Pei Ziheng miraba fijamente la dirección en la que había desaparecido el coche de Yan Yi, sus profundos y oscuros ojos centelleaban con diminutas llamas.
Mal tío, soñando con robarse a su madre, ¡en tus sueños!
Suprimió el escalofrío en sus ojos, levantó la cabeza y una mirada de confusión y curiosidad perfectamente oportuna apareció en su adorable carita.
—Mamá, ese tío es realmente bastante agradable, ¿verdad? Nos invita a comer y hasta se ofrece a llevarnos a casa.

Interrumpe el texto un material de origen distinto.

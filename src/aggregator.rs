//! Lock-free operation combining for large-object cache bins.
//!
//! Threads publish operation records onto a pending list; the thread
//! whose push turns the list non-empty becomes the next drainer and
//! applies the whole batch while holding a handler-busy flag, so all
//! mutations of one bin are serialized without a mutex. Waiters spin on
//! their record's status; non-blocking operations (whose records live
//! inside the memory being inserted) return immediately.

use crate::sync::Backoff;
use core::sync::atomic::{AtomicBool, AtomicPtr, AtomicUsize, Ordering};

/// Operation statuses. `DONE` is published with release ordering and
/// observed by waiters with acquire.
pub const OP_WAIT: usize = 0;
pub const OP_NOWAIT: usize = 1;
pub const OP_DONE: usize = 2;

/// Access to the intrusive fields every aggregated operation carries.
///
/// # Safety
/// `next` and `status` must reference fields inside the operation record
/// that stay valid until the record is marked `OP_DONE` (blocking ops)
/// or until the batch handler finishes with it (non-blocking ops).
pub unsafe trait AggNode: Sized {
    unsafe fn set_next(this: *mut Self, next: *mut Self);
    unsafe fn next(this: *mut Self) -> *mut Self;
    unsafe fn status<'a>(this: *mut Self) -> &'a AtomicUsize;
}

pub struct Aggregator<T> {
    pending: AtomicPtr<T>,
    handler_busy: AtomicBool,
}

impl<T: AggNode> Aggregator<T> {
    pub const fn new() -> Self {
        Self {
            pending: AtomicPtr::new(core::ptr::null_mut()),
            handler_busy: AtomicBool::new(false),
        }
    }

    /// Enqueue `op` and either drain the batch (if this push made the
    /// list non-empty) or wait for another drainer to process it.
    ///
    /// The handler receives the batch newest-first and must mark every
    /// blocking record `OP_DONE`.
    ///
    /// # Safety
    /// `op` must stay valid per the `AggNode` contract; `blocking` must
    /// match the record's initial status.
    pub unsafe fn execute(&self, op: *mut T, blocking: bool, handler: impl FnOnce(*mut T)) {
        let mut head = self.pending.load(Ordering::Acquire);
        loop {
            unsafe { T::set_next(op, head) };
            match self
                .pending
                .compare_exchange(head, op, Ordering::AcqRel, Ordering::Acquire)
            {
                Ok(_) => break,
                Err(observed) => head = observed,
            }
        }

        if head.is_null() {
            // This push made the list non-empty: we drain the next batch
            // once the previous drainer (if any) lets go.
            let mut backoff = Backoff::new();
            while self
                .handler_busy
                .compare_exchange_weak(false, true, Ordering::Acquire, Ordering::Relaxed)
                .is_err()
            {
                backoff.pause();
            }
            let batch = self.pending.swap(core::ptr::null_mut(), Ordering::Acquire);
            debug_assert!(!batch.is_null());
            handler(batch);
            self.handler_busy.store(false, Ordering::Release);
        } else if blocking {
            let mut backoff = Backoff::new();
            while unsafe { T::status(op) }.load(Ordering::Acquire) != OP_DONE {
                backoff.pause();
            }
        }
    }
}

#[cfg(test)]
mod tests {
    use super::*;
    use alloc::vec::Vec;
    use core::sync::atomic::AtomicUsize;
    use std::sync::Arc;

    struct TestOp {
        next: *mut TestOp,
        status: AtomicUsize,
        value: usize,
    }

    unsafe impl AggNode for TestOp {
        unsafe fn set_next(this: *mut Self, next: *mut Self) {
            unsafe { (*this).next = next };
        }
        unsafe fn next(this: *mut Self) -> *mut Self {
            unsafe { (*this).next }
        }
        unsafe fn status<'a>(this: *mut Self) -> &'a AtomicUsize {
            unsafe { &(*this).status }
        }
    }

    #[test]
    fn test_single_op_executes() {
        let agg = Aggregator::<TestOp>::new();
        let mut op = TestOp {
            next: core::ptr::null_mut(),
            status: AtomicUsize::new(OP_WAIT),
            value: 7,
        };
        let mut seen = 0;
        unsafe {
            agg.execute(&mut op, true, |batch| {
                let mut op = batch;
                while !op.is_null() {
                    seen += (*op).value;
                    TestOp::status(op).store(OP_DONE, Ordering::Release);
                    op = TestOp::next(op);
                }
            });
        }
        assert_eq!(seen, 7);
        assert_eq!(op.status.load(Ordering::Relaxed), OP_DONE);
    }

    #[test]
    fn test_concurrent_ops_all_processed() {
        // Every op adds its value to a shared sum inside the handler;
        // the aggregator must serialize handlers, so no updates go
        // missing even with plain (non-atomic-add) accumulation.
        struct Shared {
            agg: Aggregator<TestOp>,
            sum: AtomicUsize,
        }
        let shared = Arc::new(Shared {
            agg: Aggregator::new(),
            sum: AtomicUsize::new(0),
        });

        let num_threads = 8;
        let per_thread = 500;
        let handles: Vec<_> = (0..num_threads)
            .map(|_| {
                let sh = Arc::clone(&shared);
                std::thread::spawn(move || {
                    for i in 0..per_thread {
                        let mut op = TestOp {
                            next: core::ptr::null_mut(),
                            status: AtomicUsize::new(OP_WAIT),
                            value: i,
                        };
                        unsafe {
                            let sum = &sh.sum;
                            sh.agg.execute(&mut op, true, |batch| {
                                let mut op = batch;
                                while !op.is_null() {
                                    sum.fetch_add((*op).value, Ordering::Relaxed);
                                    TestOp::status(op).store(OP_DONE, Ordering::Release);
                                    op = TestOp::next(op);
                                }
                            });
                        }
                        assert_eq!(op.status.load(Ordering::Relaxed), OP_DONE);
                    }
                })
            })
            .collect();
        for h in handles {
            h.join().unwrap();
        }

        let expected = num_threads * (per_thread * (per_thread - 1)) / 2;
        assert_eq!(shared.sum.load(Ordering::Relaxed), expected);
    }
}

Shen Mingzhu, al oír esto, bajó la cabeza y pellizcó la suave mejilla de su hijo. —Niño tonto, ¿invitarte a comer y llevarte a casa hace que alguien sea una buena persona? ¿Cómo eres tan fácil de satisfacer? Recuerda, no hay comida gratis, y no caen tartas del cielo.
Pei Ziheng parpadeó. —¿Quieres decir que el tío Yan no es una buena persona?
—Ya sea bueno o malo, no es asunto tuyo. Solo recuerda, él no tiene nada que ver con nosotros.
—Oh.
Gracias a Dios, Mamá no es tan ingenua.